Another week in Bushville

Borrowing the headline from TNR’s Franklin Foer, I think it’s helpful to take a moment, particularly on Fridays, to take stock of the week that was and consider what we’ve learned about the president over the last seven days.

To be sure, the elections in Iraq were the week’s most significant event, and in this respect, the president has to be pleased by the results. Turnout was high, violence was less than the norm, and Sunni participation far exceeded the last Iraqi elections. Everyone, everywhere, has reason to cheer the democratic participation.

But closer to home, it was another illustrative week for the Bush White House. Consider some of the things we learned.

* The administration will resist any and all efforts to combat global climate change, even if it means embarrassing itself on the world stage and acting like children.

* Bush continues to love the benefits of propaganda, particularly overseas, where his administration’s efforts are “extensive, costly, and often hidden.”

* The White House never took pre-war warning very seriously. The French told us that the idea that Saddam Hussein wanted uranium for a nuclear program “didn’t make any sense” because there was no evidence anywhere to support the idea. The Bush gang pursued the tack anyway.

* The Bush Justice Department takes civil rights so seriously, it will no longer allow attorneys in the Civil Rights Division to make recommendations in voting-rights cases.

* The president’s Defense Department seems to have no qualms about spying on law-abiding, anti-war protestors.

* The president personally seems to have no qualms about spying on American citizens, on American soil, without a warrant.

* The principal White House talking point against Senate Dems over Iraq is completely wrong.

* Bush is not exactly striking fear into the hearts of lawmakers at the other end of Pennsylvania Avenue. Members of Congress ignored the president’s demands and voted against his position on the Patriot Act, overseas detention, and torture.

* The president still believes we were welcomed in Iraq as liberators, but it was “not a peaceful welcome.”

* His administration is really bad at diplomacy, particularly when it comes to Canada.

* Bush is willing to talk about Medicare, but only for pre-screened sycophants at gated community, not his own White House Conference on Aging.

Just another typical week in Bush’s America, right?

I like these weekly wrapups. Depressing but helpful. It’s like having talking points for the weekend.

  • Geez, you left out a bunch:
    -Pre-judging DeLay’s innocence
    -Novak saying the Prez knows who leaked in Plamegate
    -Abramoff scandal widens

  • Damn, VOR, “Abramoff Scandal Widens” could be expanded into it’s own talking points post, there’s so much there

  • The ancients used to sacrifice their leaders when they screwed up. Where’s a Druid when you need one?

  • I like the recap, if only for historical purposes.
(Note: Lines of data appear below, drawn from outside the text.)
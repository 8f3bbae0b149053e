use std::fs;
use std::path::Path;

use anyhow::Context;
use serde::{Deserialize, Serialize};

use crate::error::{Result, SimError};

/// Seconds per aggregation window. The reporting pipeline works on
/// per-minute pulse counts, so the horizon must tile into whole minutes.
pub const WINDOW_S: usize = 60;

/// Seconds per hour, used to convert between the m³/h rates quoted in
/// configuration and the m³/s rates the integrator works in.
pub const SECONDS_PER_HOUR: f64 = 3600.0;

/// Runtime configuration for one simulated meter run.
#[derive(Debug, Clone, Serialize, Deserialize)]
#[serde(default)]
pub struct SimConfig {
    /// Simulated horizon [s]; must be a positive multiple of 60
    pub duration_s: usize,
    /// Measuring-chamber volume, one pulse per chamber [m³]
    pub chamber_volume_m3: f64,
    /// Compose baseline/burst/cycle events instead of a flat base rate
    pub superposition: bool,
    /// Flat base rate [m³/h], used only when `superposition` is false
    pub base_flow_rate_m3h: f64,
}

impl Default for SimConfig {
    fn default() -> Self {
        Self {
            duration_s: 3600,
            chamber_volume_m3: 0.01,
            superposition: true,
            base_flow_rate_m3h: 1.3,
        }
    }
}

impl SimConfig {
    pub fn from_toml_file(path: &Path) -> anyhow::Result<Self> {
        let raw = fs::read_to_string(path)
            .with_context(|| format!("failed to read config file: {}", path.display()))?;
        let cfg: SimConfig = toml::from_str(&raw)
            .with_context(|| format!("failed to parse TOML config: {}", path.display()))?;
        cfg.validate()?;
        Ok(cfg)
    }

    pub fn validate(&self) -> Result<()> {
        if self.duration_s == 0 {
            return Err(SimError::Configuration("duration_s must be > 0".into()));
        }
        if self.duration_s % WINDOW_S != 0 {
            return Err(SimError::Configuration(format!(
                "duration_s must be a multiple of {WINDOW_S}, got {}",
                self.duration_s
            )));
        }
        if !self.chamber_volume_m3.is_finite() || self.chamber_volume_m3 <= 0.0 {
            return Err(SimError::Configuration(format!(
                "chamber_volume_m3 must be a positive finite number, got {}",
                self.chamber_volume_m3
            )));
        }
        if !self.base_flow_rate_m3h.is_finite() || self.base_flow_rate_m3h < 0.0 {
            return Err(SimError::Configuration(format!(
                "base_flow_rate_m3h must be a non-negative finite number, got {}",
                self.base_flow_rate_m3h
            )));
        }
        Ok(())
    }

    /// Horizon in whole minutes.
    pub fn minutes(&self) -> usize {
        self.duration_s / WINDOW_S
    }

    /// Flat base rate in the integrator's working unit [m³/s].
    pub fn base_flow_rate_m3s(&self) -> f64 {
        self.base_flow_rate_m3h / SECONDS_PER_HOUR
    }
}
    “Bush continues to love the benefits of propaganda, particularly overseas, where his administration’s efforts are “extensive, costly, and often hidden.”” I really worry about this one, especially in this day in age with global communications, as what is “propogandized” abroad no doubt comes back home and I wonder if they may ever, if not already, pushed crap abroad solely to get it to boomerang back to the American public.

  • And Bush will top it all off with yet another “very important” address to the nation about Iraq – alienating the Desparate Housewives constituency.

  • Actually, as Juan Cole notes, the large Sunni turnout is hardly an unmixed blessing, since basically they were voting against the US and the US-backed government. And the Shia still lean towards an Iran-friendly theocracy. Musn’t confuse elections with democracy.

  • An interesting sidenote in this overview of Bushwa comes from the 12/12/05 issue of The New Yorker in an article chronicling the spread of feral hogs in the U.S by Ian Frazier.

    “I compiled ’04 red state-blue state data and matched it with SCWDS, (Southwestern Cooperative Wildlife Disease Study), hog-population information on the map of that year. I found my first impression to be correct. The presence of feral hogs in a state is a strong indicator of it’s support for Bush in ’04. Twenty-three of the twenty-eight states with feral hogs voted for Bush. That’s more than four-fifths; states that went for Kerry, by contrast, were feral-hog states less than a fifth of the time.”

    RepubCo needs to change it’s mascot. The feral hog is a far more appropriate symbol with which to promote their ideals of self interest and heedless destruction.